**Required action:** Your answer must be every line of the data below that holds the string "NaiveDate", copied exactly.

**Data for review:**
::::::::::

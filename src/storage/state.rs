//! Atomic JSON state store
//!
//! State files are the only durability mechanism in crier: each subsystem
//! serializes its state to JSON after every mutation. Writes go to a
//! temporary file in the same directory followed by a rename, so a crash
//! mid-write leaves the previous state intact.

use anyhow::{Context, Result};
use serde::de::DeserializeOwned;
use serde::Serialize;
use std::fs;
use std::path::{Path, PathBuf};
use tracing::warn;

/// Store for named JSON state files under a single directory
#[derive(Debug, Clone)]
pub struct StateStore {
    dir: PathBuf,
}

impl StateStore {
    /// Create a store rooted at `dir`, creating the directory if needed
    pub fn new(dir: impl Into<PathBuf>) -> Result<Self> {
        let dir = dir.into();
        fs::create_dir_all(&dir)
            .with_context(|| format!("Failed to create state directory: {}", dir.display()))?;
        Ok(Self { dir })
    }

    /// Path of a named state file
    pub fn path(&self, name: &str) -> PathBuf {
        self.dir.join(name)
    }

    /// State directory root
    pub fn dir(&self) -> &Path {
        &self.dir
    }

    /// Load a state file, returning `None` when it does not exist
    pub fn load<T: DeserializeOwned>(&self, name: &str) -> Result<Option<T>> {
        let path = self.path(name);
        if !path.exists() {
            return Ok(None);
        }

        let content = fs::read_to_string(&path)
            .with_context(|| format!("Failed to read state file: {}", path.display()))?;
        let value = serde_json::from_str(&content)
            .with_context(|| format!("Failed to parse state file: {}", path.display()))?;
        Ok(Some(value))
    }

    /// Load a state file, falling back to the default on a missing or
    /// corrupt file
    ///
    /// A corrupt state file is logged and treated as empty rather than
    /// aborting the process; the next save overwrites it.
    pub fn load_or_default<T: DeserializeOwned + Default>(&self, name: &str) -> T {
        match self.load(name) {
            Ok(Some(value)) => value,
            Ok(None) => T::default(),
            Err(e) => {
                warn!(file = name, error = %e, "State file unreadable, starting from empty state");
                T::default()
            }
        }
    }

    /// Save a state file atomically (temp file + rename)
    pub fn save<T: Serialize>(&self, name: &str, value: &T) -> Result<()> {
        let path = self.path(name);
        let tmp = self.dir.join(format!(".{name}.tmp"));

        let json = serde_json::to_string_pretty(value).context("Failed to serialize state")?;
        fs::write(&tmp, json)
            .with_context(|| format!("Failed to write state file: {}", tmp.display()))?;
        fs::rename(&tmp, &path)
            .with_context(|| format!("Failed to replace state file: {}", path.display()))?;

        Ok(())
    }

    /// Remove a state file if present
    pub fn remove(&self, name: &str) -> Result<()> {
        let path = self.path(name);
        if path.exists() {
            fs::remove_file(&path)
                .with_context(|| format!("Failed to remove state file: {}", path.display()))?;
        }
        Ok(())
    }
}
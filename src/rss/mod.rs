//! RSS watching and fan-out posting
//!
//! Polls configured feeds, tracks what has been seen and posted, and posts
//! the oldest eligible unseen item per cycle — staggered across platforms
//! by background tasks with randomized order and delays.
//!
//! # Modules
//!
//! - [`feed`] - Fetching, parsing, and teaser generation
//! - [`state`] - The watcher's three JSON state files
//! - [`watcher`] - The poll-select-post cycle

pub mod feed;
pub mod state;
pub mod watcher;

pub use feed::{parse_feed, parse_pubdate, teaser, FeedFetcher, FeedItem};
pub use state::WatcherState;
pub use watcher::{CycleOutcome, RssWatcher};
//! Retry utilities for resilient operations
//!
//! This module provides a common retry mechanism with exponential backoff,
//! shared by the feed fetcher, the platform adapters, and the task scheduler
//! (which reuses the delay curve for its re-run computation).

use anyhow::Result;
use std::future::Future;
use std::time::Duration;
use tracing::{debug, warn};

/// Configuration for retry behavior
#[derive(Debug, Clone)]
pub struct RetryConfig {
    /// Maximum number of retry attempts
    pub max_retries: u32,

    /// Base delay in milliseconds for exponential backoff
    pub base_delay_ms: u64,

    /// Maximum delay in milliseconds (caps exponential growth)
    pub max_delay_ms: u64,

    /// Multiplier for exponential backoff (default: 2.0)
    pub backoff_multiplier: f64,
}

impl Default for RetryConfig {
    fn default() -> Self {
        Self {
            max_retries: 3,
            base_delay_ms: 1000,
            max_delay_ms: 30_000,
            backoff_multiplier: 2.0,
        }
    }
}

impl RetryConfig {
    /// Create a new retry configuration with custom max retries
    pub fn new(max_retries: u32) -> Self {
        Self {
            max_retries,
            ..Default::default()
        }
    }

    /// Create a retry configuration with custom delays
    pub fn with_delays(max_retries: u32, base_delay_ms: u64, max_delay_ms: u64) -> Self {
        Self {
            max_retries,
            base_delay_ms,
            max_delay_ms,
            backoff_multiplier: 2.0,
        }
    }

    /// Delay curve used by the task scheduler for failed-run re-scheduling:
    /// one minute doubling up to one hour.
    pub fn task_backoff() -> Self {
        Self::with_delays(3, 60_000, 3_600_000)
    }

    /// Calculate delay for a given attempt using exponential backoff
    ///
    /// Attempt 0 is the initial try and has no delay.
    pub fn delay_for_attempt(&self, attempt: u32) -> Duration {
        let delay_ms = if attempt == 0 {
            0
        } else {
            let exponential =
                self.base_delay_ms as f64 * self.backoff_multiplier.powi((attempt - 1) as i32);
            (exponential as u64).min(self.max_delay_ms)
        };

        Duration::from_millis(delay_ms)
    }
}

/// Execute an operation with retry logic and exponential backoff
///
/// # Arguments
///
/// * `config` - Retry configuration
/// * `operation` - Async operation to retry (must return Result<T>)
///
/// # Returns
///
/// Returns `Ok(T)` on success, or the last error if all retries fail
pub async fn with_retry<T, F, Fut>(config: &RetryConfig, operation: F) -> Result<T>
where
    F: Fn() -> Fut,
    Fut: Future<Output = Result<T>>,
{
    let mut last_error = None;

    for attempt in 0..=config.max_retries {
        if attempt > 0 {
            let delay = config.delay_for_attempt(attempt);
            debug!(
                attempt = attempt,
                delay_ms = delay.as_millis(),
                "Retrying operation after delay"
            );
            tokio::time::sleep(delay).await;
        }

        match operation().await {
            Ok(result) => {
                if attempt > 0 {
                    debug!(attempt = attempt, "Operation succeeded after retry");
                }
                return Ok(result);
            }
            Err(e) => {
                warn!(
                    attempt = attempt,
                    max_retries = config.max_retries,
                    error = %e,
                    "Operation failed"
                );
                last_error = Some(e);
            }
        }
    }

    Err(last_error.unwrap_or_else(|| anyhow::anyhow!("Operation failed with no error details")))
}

/// Execute an operation with retry logic, using a custom retry predicate
///
/// This variant allows you to specify which errors should trigger a retry.
/// Posting adapters use it to avoid retrying rejections that can never
/// succeed (auth failures, over-length posts).
pub async fn with_retry_if<T, F, Fut, P>(
    config: &RetryConfig,
    operation: F,
    should_retry: P,
) -> Result<T>
where
    F: Fn() -> Fut,
    Fut: Future<Output = Result<T>>,
    P: Fn(&anyhow::Error) -> bool,
{
    let mut last_error = None;

    for attempt in 0..=config.max_retries {
        if attempt > 0 {
            let delay = config.delay_for_attempt(attempt);
            debug!(
                attempt = attempt,
                delay_ms = delay.as_millis(),
                "Retrying operation after delay"
            );
            tokio::time::sleep(delay).await;
        }

        match operation().await {
            Ok(result) => {
                if attempt > 0 {
                    debug!(attempt = attempt, "Operation succeeded after retry");
                }
                return Ok(result);
            }
            Err(e) => {
                if !should_retry(&e) {
                    warn!(error = %e, "Non-retryable error encountered");
                    return Err(e);
                }

                warn!(
                    attempt = attempt,
                    max_retries = config.max_retries,
                    error = %e,
                    "Operation failed, will retry"
                );
                last_error = Some(e);
            }
        }
    }

    Err(last_error.unwrap_or_else(|| anyhow::anyhow!("Operation failed with no error details")))
}

#[cfg(test)]
mod tests {
    use super::*;
    use std::sync::atomic::{AtomicU32, Ordering};
    use std::sync::Arc;

    #[tokio::test]
    async fn test_retry_success_first_attempt() {
        let config = RetryConfig::new(3);
        let result = with_retry(&config, || async { Ok::<_, anyhow::Error>(42) }).await;
        assert_eq!(result.unwrap(), 42);
    }

    #[tokio::test]
    async fn test_retry_success_after_failures() {
        let config = RetryConfig::with_delays(3, 1, 10);
        let attempts = Arc::new(AtomicU32::new(0));
        let attempts_clone = Arc::clone(&attempts);

        let result = with_retry(&config, move || {
            let attempts = Arc::clone(&attempts_clone);
            async move {
                let count = attempts.fetch_add(1, Ordering::SeqCst);
                if count < 2 {
                    anyhow::bail!("Simulated failure");
                }
                Ok::<_, anyhow::Error>(42)
            }
        })
        .await;

        assert_eq!(result.unwrap(), 42);
        assert_eq!(attempts.load(Ordering::SeqCst), 3);
    }

    #[tokio::test]
    async fn test_retry_exhausted() {
        let config = RetryConfig::with_delays(2, 1, 10);
        let result: Result<(), anyhow::Error> =
            with_retry(&config, || async { anyhow::bail!("Permanent failure") }).await;

        assert!(result.is_err());
        assert!(result
            .unwrap_err()
            .to_string()
            .contains("Permanent failure"));
    }

    #[tokio::test]
    async fn test_retry_if_predicate() {
        let config = RetryConfig::new(3);

        // Should not retry rejection errors
        let result: Result<(), anyhow::Error> = with_retry_if(
            &config,
            || async { anyhow::bail!("rejected by platform") },
            |e| !e.to_string().contains("rejected"),
        )
        .await;

        assert!(result.is_err());
        assert!(result.unwrap_err().to_string().contains("rejected"));
    }

    #[test]
    fn test_delay_for_attempt() {
        let config = RetryConfig::default();

        assert_eq!(config.delay_for_attempt(0), Duration::from_millis(0));
        assert_eq!(config.delay_for_attempt(1), Duration::from_millis(1000));
        assert_eq!(config.delay_for_attempt(2), Duration::from_millis(2000));
        assert_eq!(config.delay_for_attempt(3), Duration::from_millis(4000));
    }

    #[test]
    fn test_max_delay_cap() {
        let config = RetryConfig::with_delays(10, 1000, 5000);

        assert_eq!(config.delay_for_attempt(10), Duration::from_millis(5000));
    }

    #[test]
    fn test_task_backoff_curve() {
        let config = RetryConfig::task_backoff();

        // 1 minute, 2 minutes, 4 minutes ... capped at 1 hour
        assert_eq!(config.delay_for_attempt(1), Duration::from_secs(60));
        assert_eq!(config.delay_for_attempt(2), Duration::from_secs(120));
        assert_eq!(config.delay_for_attempt(7), Duration::from_secs(3600));
    }
}
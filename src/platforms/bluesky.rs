//! BlueSky posting adapter
//!
//! Authenticates against the PDS with `com.atproto.server.createSession`
//! and publishes posts with `com.atproto.repo.createRecord`. The session is
//! reused across posts; a rejected token triggers exactly one re-login.

use async_trait::async_trait;
use chrono::Utc;
use reqwest::Client;
use serde::Deserialize;
use serde_json::json;
use std::time::Duration;
use tokio::sync::RwLock;
use tracing::{debug, info};

use crate::models::Platform;
use crate::utils::error::PostError;

use super::{check_length, status_to_error, Poster};

/// Active PDS session
#[derive(Debug, Clone, Deserialize)]
struct Session {
    #[serde(rename = "accessJwt")]
    access_jwt: String,
    did: String,
}

/// BlueSky PDS adapter
pub struct BlueskyPoster {
    client: Client,
    base_url: String,
    identifier: String,
    app_password: String,
    session: RwLock<Option<Session>>,
}

impl BlueskyPoster {
    /// Create an adapter for a PDS
    pub fn new(
        base_url: &str,
        identifier: &str,
        app_password: &str,
        timeout: Duration,
    ) -> Result<Self, PostError> {
        if identifier.is_empty() || app_password.is_empty() {
            return Err(PostError::AuthFailed(
                "missing handle or app password".to_string(),
            ));
        }

        let client = Client::builder()
            .timeout(timeout)
            .gzip(true)
            .build()
            .map_err(crate::utils::error::FetchError::Http)?;

        Ok(Self {
            client,
            base_url: base_url.trim_end_matches('/').to_string(),
            identifier: identifier.to_string(),
            app_password: app_password.to_string(),
            session: RwLock::new(None),
        })
    }

    /// Log in and cache the session
    async fn create_session(&self) -> Result<Session, PostError> {
        let url = format!("{}/xrpc/com.atproto.server.createSession", self.base_url);
        let response = self
            .client
            .post(&url)
            .json(&json!({
                "identifier": self.identifier,
                "password": self.app_password,
            }))
            .send()
            .await
            .map_err(crate::utils::error::FetchError::Http)?;

        let status = response.status();
        if !status.is_success() {
            let body = response.text().await.unwrap_or_default();
            return Err(PostError::AuthFailed(format!("{status}: {body}")));
        }

        let session: Session = response
            .json()
            .await
            .map_err(crate::utils::error::FetchError::Http)?;

        info!(did = %session.did, "Created BlueSky session");
        *self.session.write().await = Some(session.clone());
        Ok(session)
    }

    /// Reuse the cached session or log in once
    async fn ensure_session(&self) -> Result<Session, PostError> {
        if let Some(session) = self.session.read().await.clone() {
            return Ok(session);
        }
        self.create_session().await
    }

    async fn create_record(&self, session: &Session, text: &str) -> Result<reqwest::Response, PostError> {
        let url = format!("{}/xrpc/com.atproto.repo.createRecord", self.base_url);
        self.client
            .post(&url)
            .bearer_auth(&session.access_jwt)
            .json(&json!({
                "repo": session.did,
                "collection": "app.bsky.feed.post",
                "record": {
                    "$type": "app.bsky.feed.post",
                    "text": text,
                    "createdAt": Utc::now().to_rfc3339(),
                },
            }))
            .send()
            .await
            .map_err(|e| PostError::Fetch(crate::utils::error::FetchError::Http(e)))
    }
}

#[async_trait]
impl Poster for BlueskyPoster {
    fn platform(&self) -> Platform {
        Platform::Bluesky
    }

    async fn post_text(&self, text: &str) -> Result<(), PostError> {
        check_length(Platform::Bluesky, text)?;

        let session = self.ensure_session().await?;
        let response = self.create_record(&session, text).await?;

        let status = response.status();
        if status.is_success() {
            debug!(chars = text.chars().count(), "Posted record to BlueSky");
            return Ok(());
        }

        // An expired token gets one fresh session, nothing more
        if status == reqwest::StatusCode::UNAUTHORIZED {
            *self.session.write().await = None;
            let session = self.create_session().await?;
            let response = self.create_record(&session, text).await?;
            if response.status().is_success() {
                debug!("Posted record to BlueSky after session refresh");
                return Ok(());
            }
            let status = response.status();
            let body = response.text().await.unwrap_or_default();
            return Err(status_to_error(status, body));
        }

        let body = response.text().await.unwrap_or_default();
        Err(status_to_error(status, body))
    }
}
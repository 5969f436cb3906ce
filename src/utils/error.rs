//! Error types shared by the HTTP-facing modules
//!
//! This module defines custom error types used by the feed fetcher and the
//! platform posting adapters.

use thiserror::Error;

/// Errors that can occur during HTTP fetching operations
#[derive(Error, Debug)]
pub enum FetchError {
    /// HTTP request error
    #[error("HTTP request failed: {0}")]
    Http(#[from] reqwest::Error),

    /// Rate limit exceeded
    #[error("Rate limit exceeded")]
    RateLimit,

    /// Server error with status code
    #[error("Server error: {0}")]
    ServerError(u16),

    /// Request timeout
    #[error("Request timeout")]
    Timeout,

    /// Maximum retry attempts exceeded
    #[error("Maximum retry attempts exceeded")]
    MaxRetriesExceeded,

    /// Invalid URL
    #[error("Invalid URL: {0}")]
    InvalidUrl(String),
}

/// Errors that can occur while parsing a feed document
#[derive(Error, Debug)]
pub enum FeedError {
    /// Document contained no items
    #[error("No items found in feed")]
    NoItems,

    /// Feed format was not recognized as RSS or Atom
    #[error("Unknown or unsupported feed format")]
    UnknownFormat,

    /// Publish date could not be parsed
    #[error("Invalid publish date: {0}")]
    InvalidDate(String),
}

/// Errors raised by platform posting adapters
#[derive(Error, Debug)]
pub enum PostError {
    /// Fetch-level error (transport, timeout, retries)
    #[error("Fetch error: {0}")]
    Fetch(#[from] FetchError),

    /// The platform rejected the post
    #[error("Platform rejected post: {0}")]
    Rejected(String),

    /// Authentication against the platform failed
    #[error("Authentication failed: {0}")]
    AuthFailed(String),

    /// Post text exceeds the platform length limit
    #[error("Post text too long: {len} > {limit}")]
    TooLong { len: usize, limit: usize },

    /// Posting is disabled for this platform
    #[error("Posting disabled for platform")]
    Disabled,
}

impl PostError {
    /// Whether another attempt against the same platform may succeed
    pub fn is_retryable(&self) -> bool {
        match self {
            Self::Fetch(FetchError::Http(_))
            | Self::Fetch(FetchError::Timeout)
            | Self::Fetch(FetchError::ServerError(_))
            | Self::Fetch(FetchError::RateLimit) => true,
            Self::Fetch(_) => false,
            Self::Rejected(_) | Self::AuthFailed(_) | Self::TooLong { .. } | Self::Disabled => {
                false
            }
        }
    }
}
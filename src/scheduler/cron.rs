//! Five-field cron expression parsing and next-run computation
//!
//! Supports the classic `minute hour day-of-month month day-of-week` form
//! with `*`, lists, ranges, and `*/n` steps. Day-of-week uses 0-6 with
//! Sunday as 0 (7 is accepted as an alias for Sunday).
//!
//! Standard cron day semantics apply: when both day-of-month and day-of-week
//! are restricted, a day matches if EITHER field matches.

use chrono::{DateTime, Datelike, Duration, Local, NaiveDate, NaiveTime, TimeZone, Timelike};
use serde::{Deserialize, Serialize};

use super::error::{SchedulerError, SchedulerResult};

// ============================================================================
// Cron Field
// ============================================================================

/// One parsed cron field, stored as a bit set over the valid value range
#[derive(Debug, Clone, Copy, PartialEq, Eq)]
struct CronField {
    bits: u64,
    /// Whether the field was written as a bare `*`
    is_wildcard: bool,
}

impl CronField {
    fn contains(&self, value: u32) -> bool {
        value < 64 && self.bits & (1 << value) != 0
    }

    /// Values in ascending order
    fn values(&self, min: u32, max: u32) -> impl Iterator<Item = u32> + '_ {
        let bits = self.bits;
        (min..=max).filter(move |v| bits & (1 << v) != 0)
    }

    fn parse(field: &str, min: u32, max: u32, name: &'static str) -> SchedulerResult<Self> {
        let mut bits: u64 = 0;
        let is_wildcard = field == "*";

        for term in field.split(',') {
            let (range_part, step) = match term.split_once('/') {
                Some((r, s)) => {
                    let step: u32 = s.parse().map_err(|_| {
                        SchedulerError::invalid_cron(name, format!("bad step '{s}'"))
                    })?;
                    if step == 0 {
                        return Err(SchedulerError::invalid_cron(name, "step cannot be 0"));
                    }
                    (r, step)
                }
                None => (term, 1),
            };

            let (lo, hi) = if range_part == "*" {
                (min, max)
            } else if let Some((a, b)) = range_part.split_once('-') {
                let lo: u32 = a.parse().map_err(|_| {
                    SchedulerError::invalid_cron(name, format!("bad range start '{a}'"))
                })?;
                let hi: u32 = b.parse().map_err(|_| {
                    SchedulerError::invalid_cron(name, format!("bad range end '{b}'"))
                })?;
                (lo, hi)
            } else {
                let v: u32 = range_part.parse().map_err(|_| {
                    SchedulerError::invalid_cron(name, format!("bad value '{range_part}'"))
                })?;
                (v, v)
            };

            if lo < min || hi > max || lo > hi {
                return Err(SchedulerError::invalid_cron(
                    name,
                    format!("value out of range {min}-{max}: '{term}'"),
                ));
            }

            let mut v = lo;
            while v <= hi {
                bits |= 1 << v;
                v += step;
            }
        }

        // Day-of-week allows 7 as an alias for Sunday
        if name == "day-of-week" && bits & (1 << 7) != 0 {
            bits |= 1;
            bits &= !(1 << 7);
        }

        if bits == 0 {
            return Err(SchedulerError::invalid_cron(name, "field matches nothing"));
        }

        Ok(Self { bits, is_wildcard })
    }
}

// ============================================================================
// Cron Schedule
// ============================================================================

/// A parsed five-field cron expression
///
/// The expression string is kept for display and serialization; matching
/// happens against the parsed bit sets.
#[derive(Debug, Clone, PartialEq, Eq)]
pub struct CronSchedule {
    expression: String,
    minutes: CronField,
    hours: CronField,
    days_of_month: CronField,
    months: CronField,
    days_of_week: CronField,
}

impl CronSchedule {
    /// Parse a five-field cron expression
    pub fn parse(expression: &str) -> SchedulerResult<Self> {
        let fields: Vec<&str> = expression.split_whitespace().collect();
        if fields.len() != 5 {
            return Err(SchedulerError::invalid_cron(
                "expression",
                format!("expected 5 fields, got {}", fields.len()),
            ));
        }

        Ok(Self {
            expression: expression.to_string(),
            minutes: CronField::parse(fields[0], 0, 59, "minute")?,
            hours: CronField::parse(fields[1], 0, 23, "hour")?,
            days_of_month: CronField::parse(fields[2], 1, 31, "day-of-month")?,
            months: CronField::parse(fields[3], 1, 12, "month")?,
            days_of_week: CronField::parse(fields[4], 0, 7, "day-of-week")?,
        })
    }

    /// The original expression string
    pub fn expression(&self) -> &str {
        &self.expression
    }

    /// Whether a calendar day matches the month/day fields
    fn day_matches(&self, date: NaiveDate) -> bool {
        if !self.months.contains(date.month()) {
            return false;
        }

        let dom_ok = self.days_of_month.contains(date.day());
        let dow_ok = self
            .days_of_week
            .contains(date.weekday().num_days_from_sunday());

        // Vixie cron: both restricted means either may match
        match (
            self.days_of_month.is_wildcard,
            self.days_of_week.is_wildcard,
        ) {
            (true, true) => true,
            (false, true) => dom_ok,
            (true, false) => dow_ok,
            (false, false) => dom_ok || dow_ok,
        }
    }

    /// Compute the next matching instant strictly after `after`
    ///
    /// Returns `None` only for degenerate expressions that never fire within
    /// the search horizon (about four years, enough to cover leap days).
    pub fn next_after(&self, after: DateTime<Local>) -> Option<DateTime<Local>> {
        let start = after + Duration::minutes(1);
        let start_date = start.date_naive();

        let mut date = start_date;
        // Four years of days bounds the search past any leap-day schedule
        for _ in 0..1462 {
            if self.day_matches(date) {
                let (from_hour, from_minute) = if date == start_date {
                    (start.hour(), start.minute())
                } else {
                    (0, 0)
                };

                for hour in self.hours.values(0, 23) {
                    if hour < from_hour {
                        continue;
                    }
                    let minute_floor = if date == start_date && hour == from_hour {
                        from_minute
                    } else {
                        0
                    };

                    for minute in self.minutes.values(0, 59) {
                        if minute < minute_floor {
                            continue;
                        }

                        let naive = date.and_time(
                            NaiveTime::from_hms_opt(hour, minute, 0).expect("valid wall time"),
                        );
                        // DST gaps make some wall times nonexistent; skip them
                        if let Some(dt) = Local.from_local_datetime(&naive).earliest() {
                            if dt > after {
                                return Some(dt);
                            }
                        }
                    }
                }
            }

            date = date.succ_opt()?;
        }

        None
    }
}

impl std::fmt::Display for CronSchedule {
    fn fmt(&self, f: &mut std::fmt::Formatter<'_>) -> std::fmt::Result {
        write!(f, "{}", self.expression)
    }
}

impl Serialize for CronSchedule {
    fn serialize<S: serde::Serializer>(&self, serializer: S) -> Result<S::Ok, S::Error> {
        serializer.serialize_str(&self.expression)
    }
}

impl<'de> Deserialize<'de> for CronSchedule {
    fn deserialize<D: serde::Deserializer<'de>>(deserializer: D) -> Result<Self, D::Error> {
        let expr = String::deserialize(deserializer)?;
        Self::parse(&expr).map_err(serde::de::Error::custom)
    }
}

// ============================================================================
// Tests
// ============================================================================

::::::::::

**Answer box:**
use chrono::{DateTime, Datelike, Duration, Local, NaiveDate, NaiveTime, TimeZone, Timelike};
    fn day_matches(&self, date: NaiveDate) -> bool {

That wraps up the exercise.